As a scientist working on brain cancer genetics, Walsh “does not have the scientific qualifications to lead an institute focused on environmental chemicals and disease,” said Jerry Heindel, who worked for decades at NIEHS, where he headed the agency's extramural research and training division until he retired in 2016.
Heindel reviewed scientific studies published by Walsh and found no papers on environmental chemicals.
NIEHS is unique among the National Institutes of Health because it is the only one that focuses on chemicals in the environment, says Heindel, who now heads the nonprofit Healthy Environments and Endocrine Disruption Strategies. “To bring in someone who has no experience and probably no interest in chemicals in the environment to be director is a slap in the face.”
The NIH core center that best matches Walsh's expertise focuses on cancer and genetics, but it is based in Maryland. NIEHS's main campus is in Durham, North Carolina, near Walsh's previous position at Duke. Several scientists told Inside Climate News they suspect Walsh was reluctant to move.
“If you're friends with J.D. Vance, you can pick and choose whatever you want,” said an NIEHS scientist who spoke on condition of anonymity.
It's not just Walsh's lack of qualifications that worries Berg, the former director of NIGMS.
“The administration has certainly been pretty straightforward about its feelings about climate change and its potential impacts, and the reality that it's happening at all,” Berg said. “If you don't study the potential environmental hazards, there's nothing you can do about them.”

With at least 11 NIH agencies now led by interim directors, some scientists are concerned that positions once held by the nation's most distinguished scientists will go to unqualified political appointees.

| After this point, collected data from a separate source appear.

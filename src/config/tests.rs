mod config_tests {
    use std::time::Duration;

    use crate::ads1x15::{Gain, Variant};
    use crate::config::{parse_config, parse_int};
    use crate::detector::DetectorConfig;

    #[test]
    fn defaults_match_the_board() {
        let args = parse_config(["gas-detection"]).unwrap();

        assert_eq!(args.converter, Variant::Ads1115);
        assert_eq!(args.pin, 0);
        assert_eq!(args.address, 0x48);
        assert_eq!(args.bus, 1);
        assert_eq!(args.gain, Gain::One);
        assert_eq!(args.ro, None);
        assert!(!args.timestamps);
        assert_eq!(args.pause(), Duration::from_millis(250));
        assert_eq!(args.detector_config(), DetectorConfig::default());
    }

    #[test]
    fn accepts_original_flag_spelling() {
        let args = parse_config(["gas-detection", "--convertor", "ads1015"]).unwrap();
        assert_eq!(args.converter, Variant::Ads1015);
    }

    #[test]
    fn integer_flags_take_prefixed_literals() {
        let args = parse_config([
            "gas-detection",
            "--address",
            "0x49",
            "--pin",
            "0b11",
            "--bus",
            "0o2",
        ])
        .unwrap();

        assert_eq!(args.address, 0x49);
        assert_eq!(args.pin, 3);
        assert_eq!(args.bus, 2);
    }

    #[test]
    fn ro_skips_calibration_and_knobs_reach_config() {
        let args = parse_config([
            "gas-detection",
            "--ro",
            "4.807",
            "--gain",
            "2/3",
            "--load-resistance",
            "10",
            "--clean-air-factor",
            "3.6",
            "--scale-max",
            "4.096",
            "--read-samples",
            "8",
            "--read-interval",
            "20",
        ])
        .unwrap();

        assert_eq!(args.ro, Some(4.807));
        assert_eq!(args.gain, Gain::TwoThirds);
        let config = args.detector_config();
        assert_eq!(config.load_resistance, 10.0);
        assert_eq!(config.clean_air_factor, 3.6);
        assert_eq!(config.scale_max, 4.096);
        assert_eq!(config.reading.count, 8);
        assert_eq!(config.reading.interval, Duration::from_millis(20));
        assert_eq!(config.calibration, DetectorConfig::default().calibration);
    }

    #[test]
    fn rejects_pins_past_p3() {
        assert!(parse_config(["gas-detection", "--pin", "4"]).is_err());
    }

    #[test]
    fn rejects_oversized_address() {
        assert!(parse_config(["gas-detection", "--address", "0x10000"]).is_err());
    }

    #[test]
    fn parses_integer_literals() {
        assert_eq!(parse_int("72"), Ok(72));
        assert_eq!(parse_int("0x48"), Ok(0x48));
        assert_eq!(parse_int("0X4a"), Ok(0x4a));
        assert_eq!(parse_int("0b1001000"), Ok(72));
        assert_eq!(parse_int("0o110"), Ok(72));
        assert_eq!(parse_int("0"), Ok(0));
    }

    #[test]
    fn rejects_malformed_literals() {
        for input in ["", "0x", "48h", "0b102", "-1", "0x1g"] {
            assert!(parse_int(input).is_err(), "{input}");
        }
    }
}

That means decisions about how much the US funds biomedicine will be made by political appointees, not scientists, they fear.
“Everyone is worried that they're going to come in and shut us down because the current administration seems to be very hostile to environmental health and environmental issues,” the NIEHS scientist said. “Everything related to the environment and environmental health has been completely destroyed by this administration.”
If people care about making America healthy again, the words and actions of the current administration fall short of that goal, the scientist said. “They're going to gut the EPA, they're going to gut the CDC, they're going to gut the FDA. Are they going to gut us next?”